West Ashley tennis pro Brian Burke has brought back a national championship for the sixth time in the past 10 years.
Burke, the current manager of St. Andrews Family Fitness, traveled with four other local players and one from Atlanta to Las Vegas for the annual U.S. Tennis Association’s annual championships.
They competed in six doubles matches over three days in the over-40 years of age, “open” category, which allows competitors to be professionals.
In fact, the team Burke and his teammates defeated were comprised largely of journeymen professional players that had made deep runs into major tournaments in the past. Like Wimbledon, the U.S Open, and others.
And, if that were not enough, the other finalist team “stacked” its draw. It’s an old tennis trick, whereby you have your best duo play the other team’s second-best duo, and your second-best duo faces the other team’s third best.
By basically sacrificing your third duo to the other team’s best squad, the hope is to pick up a 2-1 win by cheating the system. And every squad facing the Charleston crew had stacked, unlike Burke and Co., who played it straight.
Burke and his teammate, Chris Waters, a teaching professional at Mount Pleasant Tennis Complex on Whipple Road, both took to the court in the finals injured.
Burke was nursing a chronically sore shoulder that has muted the upper end of his once monstrous serve; and Waters was sporting a hurt leg that reduced his mobility.
They lost. But the other duos overcame the stacking ruse, with captain Charly Rasheed, the tennis director at Wild Dunes Resort, paired with coworker Martin Zumpft winning the number one slot.
Second-teamers Phil Whitesell, a local teaching pro who used to head the College of Charleston’s men’s program, and Ramon Bernard out of Atlanta had the harder draw, as they were facing the other team’s best duo.
Where most of the teams they face were peppered with teaching and playing pros from disparate parts of the country, the Charleston squad was all from Charleston, save Bernard.
And where many of the competitors hail from pricey and elite country clubs and tennis centers, half of the Charleston team was from public facilities.
Burke got his start on the rough-and-tumble Jack Adams public courts located in the Westside of downtown Charleston, right behind the Citadel football stadium. To this day, the level of tennis played on those courts is matched by the amount of trash-talking combatants take part in.
Burke began as a tennis instructor while still in St. Andrews High School, working for local tennis lynchpin Joan Lee, who has gone on to work at just about every other local facility, public or private.
From there, Burke played number one singles and doubles for three of his four years at South Carolina State University up the road in Orangeburg.
After college, Burke tried his racquet at satellite tour events, the bush leagues of international professional tennis. He made it two years before he “starved out,” as many call the tour that didn’t make the jump to ATP.

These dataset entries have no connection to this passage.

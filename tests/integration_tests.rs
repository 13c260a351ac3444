//! Integration tests for hostmasq

use hostmasq::{tunnel, ConnectProxy, FakeCa, HostRouter, TlsTerminator};
use std::sync::Arc;
use std::time::Duration;
use tokio::io::{AsyncReadExt, AsyncWriteExt};
use tokio::net::{TcpListener, TcpStream};
use tokio::sync::mpsc;
use tokio_rustls::rustls::pki_types::ServerName;
use tokio_rustls::rustls::{ClientConfig, RootCertStore};
use tokio_rustls::TlsConnector;

fn install_provider() {
  tokio_rustls::rustls::crypto::ring::default_provider()
    .install_default()
    .ok();
}

fn test_router() -> HostRouter {
  HostRouter::from_flags(
    &["masq.test:443,127.0.0.1:7777".to_string()],
    &["masq.test:443,/api".to_string()],
  )
}

/// Serve a ConnectProxy on an ephemeral port, returning its address.
async fn serve_proxy(proxy: Arc<ConnectProxy>) -> std::net::SocketAddr {
  let listener = TcpListener::bind("127.0.0.1:0").await.unwrap();
  let addr = listener.local_addr().unwrap();
  tokio::spawn(async move {
    loop {
      let (stream, _) = match listener.accept().await {
        Ok(accepted) => accepted,
        Err(_) => break,
      };
      let proxy = proxy.clone();
      tokio::spawn(async move {
        let _ = proxy.handle_connection(stream).await;
      });
    }
  });
  addr
}

async fn read_until_eof(stream: &mut (impl AsyncReadExt + Unpin)) -> Vec<u8> {
  let mut out = Vec::new();
  let mut buf = [0u8; 4096];
  loop {
    match stream.read(&mut buf).await {
      Ok(0) => break,
      Ok(n) => out.extend_from_slice(&buf[..n]),
      // A peer may drop without close_notify; what arrived is enough.
      Err(_) => break,
    }
  }
  out
}

#[tokio::test]
async fn ca_round_trip_signs_verifiable_leaves() {
  use x509_parser::pem::parse_x509_pem;
  use x509_parser::prelude::*;

  let original = FakeCa::generate().unwrap();
  let reloaded = FakeCa::from_pem(original.key_pem(), original.cert_pem()).unwrap();
  let leaf = reloaded.issue(&["roundtrip.test".to_string()]).unwrap();

  let (_, root_pem) = parse_x509_pem(original.cert_pem().as_bytes()).unwrap();
  let root = root_pem.parse_x509().unwrap();
  let (_, leaf_pem) = parse_x509_pem(leaf.cert_pem.as_bytes()).unwrap();
  let leaf_cert = leaf_pem.parse_x509().unwrap();

  // The reloaded root must sign leaves that verify against the original
  // in-memory root's public key.
  assert_eq!(
    leaf_cert.issuer().to_string(),
    root.subject().to_string()
  );
  leaf_cert
    .verify_signature(Some(root.public_key()))
    .expect("leaf signature must verify against the original root");

  let san_ext = leaf_cert.subject_alternative_name().unwrap().unwrap();
  let has_dns = san_ext
    .value
    .general_names
    .iter()
    .any(|name| matches!(name, GeneralName::DNSName(dns) if *dns == "roundtrip.test"));
  assert!(has_dns, "leaf must carry the requested DNS SAN");
  let has_loopback = san_ext
    .value
    .general_names
    .iter()
    .any(|name| matches!(name, GeneralName::IPAddress(ip) if *ip == &[127u8, 0, 0, 1][..]));
  assert!(has_loopback, "leaf must carry the loopback IP SAN");
}

#[tokio::test]
async fn concurrent_connects_create_exactly_one_terminator() {
  install_provider();
  let proxy = Arc::new(ConnectProxy::new(
    FakeCa::generate().unwrap(),
    test_router(),
    mpsc::channel(1).0,
  ));

  let tasks: Vec<_> = (0..50)
    .map(|_| {
      let proxy = proxy.clone();
      tokio::spawn(async move { proxy.ensure_domain_proxy("masq.test:443").await.unwrap() })
    })
    .collect();

  let addrs: Vec<_> = futures::future::join_all(tasks)
    .await
    .into_iter()
    .map(|joined| joined.unwrap().expect("mapped host must resolve"))
    .collect();

  assert_eq!(proxy.proxy_count().await, 1);
  assert!(addrs.windows(2).all(|pair| pair[0] == pair[1]));
}

#[tokio::test]
async fn unmapped_connect_tunnels_directly_without_issuance() {
  install_provider();

  // Plain echo server standing in for an unmapped remote host.
  let echo = TcpListener::bind("127.0.0.1:0").await.unwrap();
  let echo_addr = echo.local_addr().unwrap();
  tokio::spawn(async move {
    loop {
      let (mut stream, _) = match echo.accept().await {
        Ok(accepted) => accepted,
        Err(_) => break,
      };
      tokio::spawn(async move {
        let (mut read, mut write) = stream.split();
        let _ = tokio::io::copy(&mut read, &mut write).await;
      });
    }
  });

  let proxy = Arc::new(ConnectProxy::new(
    FakeCa::generate().unwrap(),
    test_router(),
    mpsc::channel(1).0,
  ));
  let proxy_addr = serve_proxy(proxy.clone()).await;

  let mut client = TcpStream::connect(proxy_addr).await.unwrap();
  client
    .write_all(format!("CONNECT {echo_addr} HTTP/1.1\r\nHost: {echo_addr}\r\n\r\n").as_bytes())
    .await
    .unwrap();

  let mut buf = [0u8; 256];
  let n = client.read(&mut buf).await.unwrap();
  let response = String::from_utf8_lossy(&buf[..n]).to_string();
  assert!(response.starts_with("HTTP/1.1 200"), "got: {response}");

  client.write_all(b"ping").await.unwrap();
  let mut echoed = [0u8; 4];
  client.read_exact(&mut echoed).await.unwrap();
  assert_eq!(&echoed, b"ping");

  // No mapping means no certificate issuance and no terminator.
  assert_eq!(proxy.proxy_count().await, 0);
}

#[tokio::test]
async fn tunnel_teardown_reaches_the_other_side() {
  let left = TcpListener::bind("127.0.0.1:0").await.unwrap();
  let right = TcpListener::bind("127.0.0.1:0").await.unwrap();

  let left_client = TcpStream::connect(left.local_addr().unwrap());
  let (left_client, left_server) = tokio::join!(left_client, left.accept());
  let mut left_client = left_client.unwrap();
  let (left_server, _) = left_server.unwrap();

  let right_client = TcpStream::connect(right.local_addr().unwrap());
  let (right_client, right_server) = tokio::join!(right_client, right.accept());
  let mut right_client = right_client.unwrap();
  let (right_server, _) = right_server.unwrap();

  let tunnel_task = tokio::spawn(tunnel(left_server, right_server));

  left_client.write_all(b"hello").await.unwrap();
  let mut buf = [0u8; 5];
  right_client.read_exact(&mut buf).await.unwrap();
  assert_eq!(&buf, b"hello");

  // Closing one endpoint must complete the tunnel and EOF the peer.
  drop(left_client);
  tokio::time::timeout(Duration::from_secs(2), tunnel_task)
    .await
    .expect("tunnel must finish once a side closes")
    .unwrap();

  let eof = tokio::time::timeout(Duration::from_secs(2), right_client.read(&mut buf))
    .await
    .expect("peer read must unblock");
  assert_eq!(eof.unwrap_or(0), 0);
}

#[tokio::test]
async fn mapped_local_host_gets_redirected_to_https() {
  install_provider();
  let proxy = Arc::new(ConnectProxy::new(
    FakeCa::generate().unwrap(),
    test_router(),
    mpsc::channel(1).0,
  ));
  let proxy_addr = serve_proxy(proxy).await;

  let mut client = TcpStream::connect(proxy_addr).await.unwrap();
  client
    .write_all(b"GET /some/path HTTP/1.1\r\nHost: 127.0.0.1:7777\r\n\r\n")
    .await
    .unwrap();
  let response = String::from_utf8_lossy(&read_until_eof(&mut client).await).to_string();
  assert!(response.starts_with("HTTP/1.1 307"), "got: {response}");
  assert!(
    response.contains("Location: https://masq.test:443/some/path"),
    "got: {response}"
  );
}

#[tokio::test]
async fn absolute_form_request_gets_redirected_to_https() {
  install_provider();
  let proxy = Arc::new(ConnectProxy::new(
    FakeCa::generate().unwrap(),
    test_router(),
    mpsc::channel(1).0,
  ));
  let proxy_addr = serve_proxy(proxy).await;

  // Browsers speaking through a proxy send the absolute-form target.
  let mut client = TcpStream::connect(proxy_addr).await.unwrap();
  client
    .write_all(
      b"GET http://127.0.0.1:7777/some/path HTTP/1.1\r\nHost: 127.0.0.1:7777\r\n\r\n",
    )
    .await
    .unwrap();
  let response = String::from_utf8_lossy(&read_until_eof(&mut client).await).to_string();
  assert!(response.starts_with("HTTP/1.1 307"), "got: {response}");
  assert!(
    response.contains("Location: https://masq.test:443/some/path"),
    "got: {response}"
  );
}

#[tokio::test]
async fn absolute_form_shutdown_path_signals_the_channel() {
  install_provider();
  let (shutdown_tx, mut shutdown_rx) = mpsc::channel(1);
  let proxy = Arc::new(ConnectProxy::new(
    FakeCa::generate().unwrap(),
    test_router(),
    shutdown_tx,
  ));
  let proxy_addr = serve_proxy(proxy).await;

  let mut client = TcpStream::connect(proxy_addr).await.unwrap();
  client
    .write_all(
      b"GET http://127.0.0.1:9999/quitquitquit HTTP/1.1\r\nHost: 127.0.0.1:9999\r\n\r\n",
    )
    .await
    .unwrap();
  let response = String::from_utf8_lossy(&read_until_eof(&mut client).await).to_string();
  assert!(response.starts_with("HTTP/1.1 200"), "got: {response}");

  tokio::time::timeout(Duration::from_secs(2), shutdown_rx.recv())
    .await
    .expect("shutdown signal must fire")
    .expect("channel must deliver the signal");
}

#[tokio::test]
async fn unmapped_non_connect_gets_405() {
  install_provider();
  let proxy = Arc::new(ConnectProxy::new(
    FakeCa::generate().unwrap(),
    test_router(),
    mpsc::channel(1).0,
  ));
  let proxy_addr = serve_proxy(proxy).await;

  let mut client = TcpStream::connect(proxy_addr).await.unwrap();
  client
    .write_all(b"GET / HTTP/1.1\r\nHost: other.test\r\n\r\n")
    .await
    .unwrap();
  let response = String::from_utf8_lossy(&read_until_eof(&mut client).await).to_string();
  assert!(response.starts_with("HTTP/1.1 405"), "got: {response}");
}

#[tokio::test]
async fn shutdown_path_signals_the_channel() {
  install_provider();
  let (shutdown_tx, mut shutdown_rx) = mpsc::channel(1);
  let proxy = Arc::new(ConnectProxy::new(
    FakeCa::generate().unwrap(),
    test_router(),
    shutdown_tx,
  ));
  let proxy_addr = serve_proxy(proxy).await;

  let mut client = TcpStream::connect(proxy_addr).await.unwrap();
  client
    .write_all(b"GET /quitquitquit HTTP/1.1\r\nHost: anything\r\n\r\n")
    .await
    .unwrap();
  let response = String::from_utf8_lossy(&read_until_eof(&mut client).await).to_string();
  assert!(response.starts_with("HTTP/1.1 200"), "got: {response}");

  tokio::time::timeout(Duration::from_secs(2), shutdown_rx.recv())
    .await
    .expect("shutdown signal must fire")
    .expect("channel must deliver the signal");
}

#[tokio::test]
async fn terminator_serves_masquerade_with_rewritten_host() {
  install_provider();

  // Masquerading dev server: capture the request head, answer in plain HTTP.
  let backend = TcpListener::bind("127.0.0.1:0").await.unwrap();
  let backend_addr = backend.local_addr().unwrap();
  let backend_task = tokio::spawn(async move {
    let (mut stream, _) = backend.accept().await.unwrap();
    let mut head = Vec::new();
    let mut buf = [0u8; 1024];
    loop {
      let n = stream.read(&mut buf).await.unwrap();
      head.extend_from_slice(&buf[..n]);
      if head.windows(4).any(|w| w == b"\r\n\r\n") || n == 0 {
        break;
      }
    }
    stream
      .write_all(b"HTTP/1.1 200 OK\r\nContent-Length: 9\r\nConnection: close\r\n\r\nmasq-body")
      .await
      .unwrap();
    stream.shutdown().await.ok();
    String::from_utf8_lossy(&head).to_string()
  });

  let ca = FakeCa::generate().unwrap();
  let leaf = ca.issue(&["example.test".to_string()]).unwrap();
  let terminator = TlsTerminator::new(
    &leaf,
    backend_addr.to_string(),
    "example.test:443",
    vec!["/api".to_string()],
  )
  .unwrap();
  let (addr, _task) = terminator.start().await.unwrap();

  // A client that trusts the fake root connects through SNI.
  let mut roots = RootCertStore::empty();
  for cert in rustls_pemfile::certs(&mut ca.cert_pem().as_bytes()) {
    roots.add(cert.unwrap()).unwrap();
  }
  let config = ClientConfig::builder()
    .with_root_certificates(roots)
    .with_no_client_auth();
  let connector = TlsConnector::from(Arc::new(config));

  let tcp = TcpStream::connect(addr).await.unwrap();
  let server_name = ServerName::try_from("example.test".to_string()).unwrap();
  let mut tls = connector
    .connect(server_name, tcp)
    .await
    .expect("client must accept the forged certificate chain");

  tls
    .write_all(b"GET /app HTTP/1.1\r\nHost: example.test\r\nConnection: keep-alive\r\n\r\n")
    .await
    .unwrap();
  let response = String::from_utf8_lossy(&read_until_eof(&mut tls).await).to_string();
  assert!(response.contains("masq-body"), "got: {response}");

  let seen_head = backend_task.await.unwrap();
  // Both routes present the pass-through host to the backend.
  assert!(
    seen_head.contains("Host: example.test:443"),
    "backend saw: {seen_head}"
  );
  assert!(seen_head.contains("Connection: close"), "backend saw: {seen_head}");
  assert!(!seen_head.contains("keep-alive"), "backend saw: {seen_head}");
}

“What were the highlights of playing on the satellite tour?” ponders Burke. For a while. A long while.
“I guess meeting people? There weren’t a lot of wins over big names.”
After that, he pulled 15 years as the tennis director at St. Andrews Parks and Playground, where he built up amateur leagues, augmented summer camp programs, and lead teaching clinics.
His older brother Phillip, who succeeded him three years ago as tennis director, was a bit more sanguine about his brother’s satellite “highlights” while sitting next to him at the Playground Road facility. “There was the last day … getting to come home and get a job … getting to eat,” Phillip said with a laugh.
Burke has also worked with local talent, like Ryan Young, who after two years on the international tour joined the USC men’s tennis program where he still is an assistant coach.
He admitted that he wasn’t going to lay in this year’s tourney, wishing he’d gotten in shape before the grueling event. But as the married father of three, Burke said finding time to train and practice is impossible.
“But if there’s anyone out there who’d like to take a lesson from a national champion, we’ve got some really great Saturday morning clinics I lead,” he said with a laugh.